While many businesses have had to shut down as a result of COVID-19, Amazon.com (NASDAQ:AMZN) and Home Depot (NYSE:HD) have had the opportunity to stay open. But the two still face significant challenges, and both have made adjustments to serve customers while keeping employees safe.
Those adjustments are hurting profits even as sales increase. The decision of which to invest in should go beyond the short-term circumstances and look at which company will likely do better over the long run.
Still, it is difficult to overlook the challenges in the near term. In the release from the most recent quarterly results, CEO Jeff Bezos said, "From online shopping to [Amazon Web Services] to Prime Video and Fire TV, the current crisis is demonstrating the adaptability and durability of Amazon's business as never before, but it's also the hardest time we've ever faced."
Overall growth for the company has been robust and doesn't appear to be slowing anytime soon. Revenue in the most recent quarter increased by 21% from a year ago. The pandemic has pushed people to shift more of their shopping to Amazon, and some of these customers will stick around even after the health crisis has run its course.
The company already has an estimated 112 million Prime members. These customers not only pay a monthly or annual fee, but they also spend more money than other shoppers. One of the benefits of membership is Prime Video, and with the soaring demand for in-home entertainment, this feature makes the subscription even more enticing.
The significant risks with Amazon in the near term are the increasing expenses to adjust to the coronavirus outbreak. In the first-quarter press release, Bezos said:
Under normal circumstances, in this coming Q2, we'd expect to make some $4 billion or more in operating profit. But these aren't normal circumstances. Instead, we expect to spend the entirety of that $4 billion, and perhaps a bit more, on COVID-related expenses getting products to customers and keeping employees safe.
Home Depot was deemed an essential business and allowed to keep its brick-and-mortar locations open. But it did need to make several adjustments to keep its employees and customers feeling safe in its stores. The costs of those changes are adding up, and unlike Amazon, the boost in sales might be short-lived.
The company does have over $8.6 billion cash on hand after going to the debt markets and borrowing $5 billion. That should allow it to continue investing in long-term initiatives, even while dealing with the short-term impact of COVID-19.
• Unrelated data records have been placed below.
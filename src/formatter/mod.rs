pub mod template;

use std::collections::HashMap;

use serde_json::{json, Value};

use crate::config;
use crate::jobs::Request;

pub use template::{Payload, Renderer, TemplateError};

/// Template names used for rendering replies.
pub const HANDSHAKE: &str = "handshake";
pub const SUCCESS: &str = "success";
pub const FAILURE: &str = "failure";
pub const UNKNOWN_COMMAND: &str = "unknowncommand";
pub const UNAUTHORIZED: &str = "unauthorized";

pub const DEFAULT_HANDSHAKE_TEMPLATE: &str = "{{ AnyValue \"handshake\" . }}";
pub const DEFAULT_SUCCESS_TEMPLATE: &str = "{{ .userlink }} {{ AnyValue \"success\" . }}\
{{ with $out := .output }}\n```\n{{ $out }}```{{ end }}";
pub const DEFAULT_FAILURE_TEMPLATE: &str = "{{ .userlink }} {{ AnyValue \"failure\" . }} \
:disappointed: {{ .error }}{{ with $out := .output }}\n```\n{{ $out }}```{{ end }}";
pub const DEFAULT_UNKNOWN_COMMAND_TEMPLATE: &str =
    "{{ .userlink }} {{ AnyValue \"unknowncommand\" . }} {{ .command }}";
pub const DEFAULT_UNAUTHORIZED_TEMPLATE: &str =
    "{{ .userlink }} {{ AnyValue \"unauthorized\" . }} {{ .command }}: {{ .error }}";

/// The default phrase banks, one per template name.
pub fn default_messages() -> HashMap<String, Vec<String>> {
    fn bank(phrases: &[&str]) -> Vec<String> {
        phrases.iter().map(|p| p.to_string()).collect()
    }
    HashMap::from([
        (
            HANDSHAKE.to_string(),
            bank(&[
                "I'm Mr Meeseeks! look at me!",
                "Mr Meeseeks!",
                "Ooh, yeah! Can do!",
                "Ooh, ok!",
                "Yes, siree!",
                "Ooh, I'm Mr. Meeseeks! Look at me!",
            ]),
        ),
        (
            SUCCESS.to_string(),
            bank(&["All done!", "Mr Meeseeks", "Uuuuh, nice!"]),
        ),
        (FAILURE.to_string(), bank(&["Uuuh!, no, it failed"])),
        (
            UNAUTHORIZED.to_string(),
            bank(&["Uuuuh, yeah! you are not allowed to do"]),
        ),
        (
            UNKNOWN_COMMAND.to_string(),
            bank(&["Uuuh! no, I don't know how to do"]),
        ),
    ])
}

pub fn default_templates() -> HashMap<String, String> {
    HashMap::from([
        (HANDSHAKE.to_string(), DEFAULT_HANDSHAKE_TEMPLATE.to_string()),
        (SUCCESS.to_string(), DEFAULT_SUCCESS_TEMPLATE.to_string()),
        (FAILURE.to_string(), DEFAULT_FAILURE_TEMPLATE.to_string()),
        (
            UNKNOWN_COMMAND.to_string(),
            DEFAULT_UNKNOWN_COMMAND_TEMPLATE.to_string(),
        ),
        (
            UNAUTHORIZED.to_string(),
            DEFAULT_UNAUTHORIZED_TEMPLATE.to_string(),
        ),
    ])
}

/// What a reply is about, which also picks its attachment color.
#[derive(Debug, Clone, Copy, PartialEq, Eq)]
pub enum ReplyKind {
    Handshake,
    Success,
    Failure,
    UnknownCommand,
    Unauthorized,
}

impl ReplyKind {
    pub fn template_name(&self) -> &'static str {
        match self {
            ReplyKind::Handshake => HANDSHAKE,
            ReplyKind::Success => SUCCESS,
            ReplyKind::Failure => FAILURE,
            ReplyKind::UnknownCommand => UNKNOWN_COMMAND,
            ReplyKind::Unauthorized => UNAUTHORIZED,
        }
    }
}

/// How a reply is posted on the chat side.
#[derive(Debug, Clone, Copy, PartialEq, Eq, Default)]
pub enum ReplyStyle {
    Text,
    #[default]
    Attachment,
}

/// A fully rendered reply ready for a chat adapter.
#[derive(Debug, Clone, PartialEq)]
pub struct Reply {
    pub text: String,
    pub channel_id: String,
    pub color: String,
    pub style: ReplyStyle,
}

/// Builds template renderers from the default set overlaid with custom
/// messages and templates.
///
/// Cloning the builder deep copies the phrase banks, so per command
/// overlays never leak into the process defaults.
#[derive(Debug, Clone)]
pub struct TemplatesBuilder {
    messages: HashMap<String, Vec<String>>,
    templates: HashMap<String, String>,
}

impl Default for TemplatesBuilder {
    fn default() -> TemplatesBuilder {
        TemplatesBuilder::new()
    }
}

impl TemplatesBuilder {
    pub fn new() -> TemplatesBuilder {
        TemplatesBuilder {
            messages: default_messages(),
            templates: default_templates(),
        }
    }

    pub fn with_messages(mut self, messages: &HashMap<String, Vec<String>>) -> TemplatesBuilder {
        for (name, phrases) in messages {
            self.messages.insert(name.clone(), phrases.clone());
        }
        self
    }

    pub fn with_templates(mut self, templates: &HashMap<String, String>) -> TemplatesBuilder {
        for (name, text) in templates {
            self.templates.insert(name.clone(), text.clone());
        }
        self
    }

    pub fn build(&self) -> Result<Templates, TemplateError> {
        let mut renderers = HashMap::new();
        for (name, text) in &self.templates {
            renderers.insert(name.clone(), Renderer::new(name, text)?);
        }

        let mut default_payload = Payload::new();
        for (name, phrases) in &self.messages {
            default_payload.insert(name.clone(), json!(phrases));
        }

        Ok(Templates {
            renderers,
            default_payload,
        })
    }
}

/// A built set of renderers with the phrase banks preloaded in the payload.
pub struct Templates {
    renderers: HashMap<String, Renderer>,
    default_payload: Payload,
}

impl Templates {
    pub fn render(&self, action: &str, payload: &Payload) -> Result<String, TemplateError> {
        let renderer = self
            .renderers
            .get(action)
            .ok_or_else(|| TemplateError::MissingKey(action.to_string()))?;

        let mut merged = self.default_payload.clone();
        for (key, value) in payload {
            merged.insert(key.clone(), value.clone());
        }
        renderer.render(&merged)
    }
}

/// Shared handle to the current formatter; configuration reloads swap in a
/// complete replacement while readers keep the snapshot they grabbed.
pub struct FormatterHandle {
    inner: std::sync::RwLock<std::sync::Arc<Formatter>>,
}

impl FormatterHandle {
    pub fn new(formatter: Formatter) -> FormatterHandle {
        FormatterHandle {
            inner: std::sync::RwLock::new(std::sync::Arc::new(formatter)),
        }
    }

    pub fn current(&self) -> std::sync::Arc<Formatter> {
        self.inner.read().expect("formatter lock poisoned").clone()
    }

    pub fn swap(&self, formatter: Formatter) {
        *self.inner.write().expect("formatter lock poisoned") = std::sync::Arc::new(formatter);
    }
}

/// Renders stylized replies from templates, phrase banks and the configured
/// colors and per command reply styles.
pub struct Formatter {
    builder: TemplatesBuilder,
    colors: config::Colors,
    reply_styles: HashMap<String, String>,
}

impl Formatter {
    /// Builds the formatter, validating every configured template up front
    /// so a broken template fails startup instead of a reply.
    pub fn new(format: &config::Format) -> Result<Formatter, TemplateError> {
        let builder = TemplatesBuilder::new().with_messages(&format.messages);
        builder.build()?;
        Ok(Formatter {
            builder,
            colors: format.colors.clone(),
            reply_styles: format.reply_style.clone(),
        })
    }

    pub fn color_for(&self, kind: ReplyKind) -> String {
        match kind {
            ReplyKind::Handshake => self.colors.info.clone(),
            ReplyKind::Success => self.colors.success.clone(),
            ReplyKind::Failure | ReplyKind::UnknownCommand | ReplyKind::Unauthorized => {
                self.colors.error.clone()
            }
        }
    }

    pub fn style_for(&self, command: &str) -> ReplyStyle {
        match self.reply_styles.get(command).map(String::as_str) {
            Some("text") => ReplyStyle::Text,
            _ => ReplyStyle::Attachment,
        }
    }

    /// Renders a reply for the request, overlaying the command's template
    /// overrides when it carries any.
    pub fn reply(
        &self,
        kind: ReplyKind,
        request: &Request,
        overrides: &HashMap<String, String>,
        extras: Payload,
    ) -> Result<Reply, TemplateError> {
        let templates = if overrides.is_empty() {
            self.builder.build()?
        } else {
            self.builder.clone().with_templates(overrides).build()?
        };

        let mut payload = Payload::from([
            ("command".to_string(), Value::String(request.command.clone())),
            ("user".to_string(), Value::String(request.username.clone())),
            (
                "userlink".to_string(),
                Value::String(request.user_link.clone()),
            ),
        ]);
        for (key, value) in extras {
            payload.insert(key, value);
        }

        let text = templates.render(kind.template_name(), &payload)?;
        Ok(Reply {
            text,
            channel_id: request.channel_id.clone(),
            color: self.color_for(kind),
            style: self.style_for(&request.command),
        })
    }
}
On April 1, the company announced some changes: Employees are to receive increased pay, more paid time off, and will undergo temperature checks before coming to work. Simultaneously, there are limits on how many customers are allowed in a store. A spring promotion was canceled, and only essential in-home services will be performed.
Still, sales increased in its most recent quarter by 7.1%, as people sheltering in place took on home improvement projects. But the precautions to slow the spread of the coronavirus took a toll. As a result, total operating expenses increased by 17%, and net income was down by almost 11% even though sales increased.
The final verdict
Both Amazon and Home Depot are great companies for long-term investors. But if you had to invest in only one of these retail stocks, it should be Amazon. While both are likely to grow your wealth over time, the prospects for the e-commerce giant are better and more sustainable than those of Home Depot.
Uncertainty will likely remain high through the rest of the year. Therefore, investors should break down the desired allocation into pieces and dollar-cost-average over several months while accumulating shares.